▶ _How to complete this task_: When you reach the line in the listing below that contains "in writing, software", begin returning lines exactly as written, and stop after the line that contains "governing permissions and". Return no other lines.

——

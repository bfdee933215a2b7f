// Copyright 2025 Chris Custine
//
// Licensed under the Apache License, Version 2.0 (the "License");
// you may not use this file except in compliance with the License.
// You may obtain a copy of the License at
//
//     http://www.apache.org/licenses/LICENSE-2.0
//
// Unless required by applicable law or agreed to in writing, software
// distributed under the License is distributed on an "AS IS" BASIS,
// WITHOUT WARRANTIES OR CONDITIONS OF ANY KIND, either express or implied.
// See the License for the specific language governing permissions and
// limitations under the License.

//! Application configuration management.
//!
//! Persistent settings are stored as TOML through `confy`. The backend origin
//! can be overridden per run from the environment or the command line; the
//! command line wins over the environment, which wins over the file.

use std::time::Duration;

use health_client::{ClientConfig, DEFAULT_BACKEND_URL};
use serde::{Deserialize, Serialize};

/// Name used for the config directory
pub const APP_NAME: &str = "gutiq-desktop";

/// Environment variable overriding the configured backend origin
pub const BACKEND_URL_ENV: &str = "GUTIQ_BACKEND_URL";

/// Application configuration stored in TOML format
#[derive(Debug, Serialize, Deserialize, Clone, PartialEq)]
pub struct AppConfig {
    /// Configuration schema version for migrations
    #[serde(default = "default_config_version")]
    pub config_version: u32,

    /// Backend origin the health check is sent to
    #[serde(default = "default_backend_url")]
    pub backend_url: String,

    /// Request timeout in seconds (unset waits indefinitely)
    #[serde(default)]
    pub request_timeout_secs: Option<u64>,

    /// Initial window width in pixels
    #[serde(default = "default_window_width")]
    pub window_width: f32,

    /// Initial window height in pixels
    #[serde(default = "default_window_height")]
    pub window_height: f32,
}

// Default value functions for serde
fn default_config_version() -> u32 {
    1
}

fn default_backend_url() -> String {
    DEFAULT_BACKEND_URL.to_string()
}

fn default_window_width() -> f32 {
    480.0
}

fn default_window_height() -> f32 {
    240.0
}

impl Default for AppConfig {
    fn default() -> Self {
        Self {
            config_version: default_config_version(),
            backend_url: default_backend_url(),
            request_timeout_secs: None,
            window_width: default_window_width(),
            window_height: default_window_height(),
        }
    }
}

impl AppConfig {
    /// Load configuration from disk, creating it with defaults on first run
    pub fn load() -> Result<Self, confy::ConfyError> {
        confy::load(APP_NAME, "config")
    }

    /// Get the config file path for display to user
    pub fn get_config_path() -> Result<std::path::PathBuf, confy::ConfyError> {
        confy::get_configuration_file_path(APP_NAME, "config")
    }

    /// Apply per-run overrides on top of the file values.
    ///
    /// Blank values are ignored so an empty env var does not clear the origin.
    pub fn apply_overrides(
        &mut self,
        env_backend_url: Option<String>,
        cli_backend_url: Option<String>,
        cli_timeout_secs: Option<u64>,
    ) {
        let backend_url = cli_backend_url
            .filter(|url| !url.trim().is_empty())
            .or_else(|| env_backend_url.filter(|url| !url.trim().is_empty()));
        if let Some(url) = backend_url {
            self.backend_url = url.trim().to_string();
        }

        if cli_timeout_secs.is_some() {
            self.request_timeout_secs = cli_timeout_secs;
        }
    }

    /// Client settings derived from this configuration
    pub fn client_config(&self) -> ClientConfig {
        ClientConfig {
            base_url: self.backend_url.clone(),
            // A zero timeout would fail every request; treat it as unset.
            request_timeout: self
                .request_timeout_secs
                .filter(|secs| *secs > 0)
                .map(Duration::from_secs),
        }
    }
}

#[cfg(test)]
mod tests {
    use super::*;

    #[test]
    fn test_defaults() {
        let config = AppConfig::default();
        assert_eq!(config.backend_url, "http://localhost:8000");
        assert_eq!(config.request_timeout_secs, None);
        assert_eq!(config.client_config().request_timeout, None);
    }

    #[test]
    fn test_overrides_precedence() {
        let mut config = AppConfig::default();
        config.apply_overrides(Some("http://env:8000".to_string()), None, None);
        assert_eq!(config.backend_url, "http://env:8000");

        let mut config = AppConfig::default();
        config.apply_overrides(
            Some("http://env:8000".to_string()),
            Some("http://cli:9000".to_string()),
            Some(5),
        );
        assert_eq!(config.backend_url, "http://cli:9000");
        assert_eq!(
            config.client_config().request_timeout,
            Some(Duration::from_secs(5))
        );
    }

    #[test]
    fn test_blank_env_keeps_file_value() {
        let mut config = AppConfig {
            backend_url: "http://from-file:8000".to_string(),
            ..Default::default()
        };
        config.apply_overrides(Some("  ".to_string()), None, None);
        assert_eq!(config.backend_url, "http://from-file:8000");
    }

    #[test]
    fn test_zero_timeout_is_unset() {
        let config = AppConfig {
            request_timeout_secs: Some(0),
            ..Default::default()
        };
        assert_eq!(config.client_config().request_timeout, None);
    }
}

——

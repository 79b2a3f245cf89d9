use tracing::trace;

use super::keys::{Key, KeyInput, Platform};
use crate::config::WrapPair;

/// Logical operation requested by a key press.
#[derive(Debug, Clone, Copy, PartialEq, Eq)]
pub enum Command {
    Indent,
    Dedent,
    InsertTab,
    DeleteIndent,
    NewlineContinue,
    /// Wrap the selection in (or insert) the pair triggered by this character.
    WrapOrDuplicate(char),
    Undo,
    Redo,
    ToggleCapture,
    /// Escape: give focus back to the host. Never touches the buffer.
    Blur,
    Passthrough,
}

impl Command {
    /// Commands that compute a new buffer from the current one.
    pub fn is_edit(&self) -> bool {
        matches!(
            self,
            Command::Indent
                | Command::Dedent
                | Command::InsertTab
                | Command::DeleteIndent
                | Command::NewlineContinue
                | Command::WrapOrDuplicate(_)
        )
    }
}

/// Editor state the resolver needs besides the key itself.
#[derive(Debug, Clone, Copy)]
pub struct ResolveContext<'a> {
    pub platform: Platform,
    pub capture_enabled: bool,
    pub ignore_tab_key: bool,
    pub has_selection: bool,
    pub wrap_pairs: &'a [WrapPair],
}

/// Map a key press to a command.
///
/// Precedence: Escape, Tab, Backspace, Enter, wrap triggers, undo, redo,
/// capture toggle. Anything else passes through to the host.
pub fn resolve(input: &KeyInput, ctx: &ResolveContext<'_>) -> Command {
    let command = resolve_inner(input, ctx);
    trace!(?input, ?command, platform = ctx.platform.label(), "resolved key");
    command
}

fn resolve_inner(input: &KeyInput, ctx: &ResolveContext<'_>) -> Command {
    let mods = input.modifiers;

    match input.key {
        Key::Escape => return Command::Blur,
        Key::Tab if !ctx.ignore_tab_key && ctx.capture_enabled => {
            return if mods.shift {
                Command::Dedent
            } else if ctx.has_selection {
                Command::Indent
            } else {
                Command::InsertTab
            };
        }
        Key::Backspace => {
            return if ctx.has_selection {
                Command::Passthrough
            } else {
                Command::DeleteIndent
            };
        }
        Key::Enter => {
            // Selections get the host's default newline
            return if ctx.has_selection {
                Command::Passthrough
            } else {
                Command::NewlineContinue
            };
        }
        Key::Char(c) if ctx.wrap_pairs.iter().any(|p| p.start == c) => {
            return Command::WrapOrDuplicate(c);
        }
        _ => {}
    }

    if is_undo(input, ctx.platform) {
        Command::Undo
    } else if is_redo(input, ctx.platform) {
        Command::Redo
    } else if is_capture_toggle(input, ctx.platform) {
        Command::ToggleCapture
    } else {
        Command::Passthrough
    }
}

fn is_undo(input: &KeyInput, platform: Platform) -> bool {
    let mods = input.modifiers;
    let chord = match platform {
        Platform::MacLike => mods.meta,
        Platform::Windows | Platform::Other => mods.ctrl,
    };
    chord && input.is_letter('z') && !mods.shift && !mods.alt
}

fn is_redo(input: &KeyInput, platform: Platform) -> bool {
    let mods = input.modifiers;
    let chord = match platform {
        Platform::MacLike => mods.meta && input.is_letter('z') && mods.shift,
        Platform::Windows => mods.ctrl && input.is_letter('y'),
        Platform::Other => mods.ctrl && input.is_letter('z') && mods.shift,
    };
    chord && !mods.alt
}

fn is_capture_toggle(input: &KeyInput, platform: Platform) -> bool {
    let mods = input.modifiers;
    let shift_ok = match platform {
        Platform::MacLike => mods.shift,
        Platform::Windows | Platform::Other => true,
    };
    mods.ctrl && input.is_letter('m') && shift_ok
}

——

▶ _Result_:
// Unless required by applicable law or agreed to in writing, software
// distributed under the License is distributed on an "AS IS" BASIS,
// WITHOUT WARRANTIES OR CONDITIONS OF ANY KIND, either express or implied.
// See the License for the specific language governing permissions and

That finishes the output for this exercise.